PROVIDED DATA:
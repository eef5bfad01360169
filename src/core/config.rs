use crate::core::duplicate::DepletionPolicy;
use crate::core::key::{DEFAULT_KEY_PRECISION, MAX_KEY_PRECISION};
use crate::core::similarity::DEFAULT_SIMILARITY_THRESHOLD;
use crate::core::thumbnail::DEFAULT_THUMBNAIL_SIZE;
use serde::{Deserialize, Serialize};
use std::fs;
use std::path::{Path, PathBuf};
use thiserror::Error;

#[derive(Debug, Error)]
pub enum ConfigError {
    #[error("IO error: {0}")]
    Io(#[from] std::io::Error),

    #[error("Invalid config file: {0}")]
    Parse(#[from] serde_json::Error),

    #[error("Invalid value for {field}: {message}")]
    Invalid { field: String, message: String },
}

#[derive(Debug, Clone, PartialEq, Serialize, Deserialize)]
#[serde(default)]
pub struct CleanerConfig {
    pub thumbnail_size: u32,
    pub key_precision: u8,
    pub similarity_threshold: f64,
    pub confirm_with_similarity: bool,
    pub depletion: DepletionPolicy,
    pub threads: Option<usize>,
    pub extensions: Vec<String>,
}

impl Default for CleanerConfig {
    fn default() -> Self {
        Self {
            thumbnail_size: DEFAULT_THUMBNAIL_SIZE,
            key_precision: DEFAULT_KEY_PRECISION,
            similarity_threshold: DEFAULT_SIMILARITY_THRESHOLD,
            confirm_with_similarity: false,
            depletion: DepletionPolicy::default(),
            threads: None,
            extensions: ["jpg", "jpeg", "png", "gif", "bmp", "tiff", "tif", "webp"]
                .iter()
                .map(|ext| ext.to_string())
                .collect(),
        }
    }
}

impl CleanerConfig {
    pub fn load(path: &Path) -> Result<Self, ConfigError> {
        let raw = fs::read_to_string(path)?;
        let config: Self = serde_json::from_str(&raw)?;
        config.validate()?;
        Ok(config)
    }

    /// Load the user config if one exists, defaults otherwise.
    pub fn load_or_default() -> Result<Self, ConfigError> {
        match Self::default_path() {
            Some(path) if path.exists() => {
                log::info!("Loading config from {}", path.display());
                Self::load(&path)
            }
            _ => Ok(Self::default()),
        }
    }

    pub fn default_path() -> Option<PathBuf> {
        dirs::config_dir().map(|dir| dir.join("cleanrs").join("config.json"))
    }

    pub fn validate(&self) -> Result<(), ConfigError> {
        if self.thumbnail_size == 0 {
            return Err(invalid("thumbnail_size", "must be greater than zero"));
        }
        if !(1..=MAX_KEY_PRECISION).contains(&self.key_precision) {
            return Err(invalid(
                "key_precision",
                &format!("must be between 1 and {}", MAX_KEY_PRECISION),
            ));
        }
        if !(-1.0..=1.0).contains(&self.similarity_threshold) {
            return Err(invalid("similarity_threshold", "must be within [-1, 1]"));
        }
        if self.threads == Some(0) {
            return Err(invalid("threads", "must be greater than zero"));
        }
        Ok(())
    }

    pub fn thread_count(&self) -> usize {
        self.threads.unwrap_or_else(num_cpus::get)
    }
}

fn invalid(field: &str, message: &str) -> ConfigError {
    ConfigError::Invalid {
        field: field.to_string(),
        message: message.to_string(),
    }
}

#[cfg(test)]
mod tests {
    use super::*;
    use tempfile::TempDir;

    #[test]
    fn test_defaults() {
        let config = CleanerConfig::default();
        assert_eq!(config.thumbnail_size, 200);
        assert_eq!(config.key_precision, 3);
        assert_eq!(config.similarity_threshold, 0.9);
        assert_eq!(config.depletion, DepletionPolicy::BelowPair);
        assert!(config.validate().is_ok());
        assert!(config.thread_count() >= 1);
    }

    #[test]
    fn test_partial_file_fills_defaults() {
        let temp_dir = TempDir::new().unwrap();
        let path = temp_dir.path().join("config.json");
        fs::write(&path, r#"{ "key_precision": 2, "depletion": "empty" }"#).unwrap();

        let config = CleanerConfig::load(&path).unwrap();
        assert_eq!(config.key_precision, 2);
        assert_eq!(config.depletion, DepletionPolicy::Empty);
        assert_eq!(config.thumbnail_size, 200);
    }

    #[test]
    fn test_out_of_range_values_are_rejected() {
        let temp_dir = TempDir::new().unwrap();
        let path = temp_dir.path().join("config.json");
        fs::write(&path, r#"{ "similarity_threshold": 1.5 }"#).unwrap();

        let err = CleanerConfig::load(&path).unwrap_err();
        assert!(matches!(err, ConfigError::Invalid { ref field, .. } if field == "similarity_threshold"));

        let config = CleanerConfig {
            key_precision: 0,
            ..CleanerConfig::default()
        };
        assert!(config.validate().is_err());
    }

    #[test]
    fn test_malformed_file() {
        let temp_dir = TempDir::new().unwrap();
        let path = temp_dir.path().join("config.json");
        fs::write(&path, "not json").unwrap();

        assert!(matches!(
            CleanerConfig::load(&path),
            Err(ConfigError::Parse(_))
        ));
    }
}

WHAT YOU HAVE TO DO: What is needed is the number of lines in the data that hold the word "Option", with nothing added.

RESPONSE AREA: 2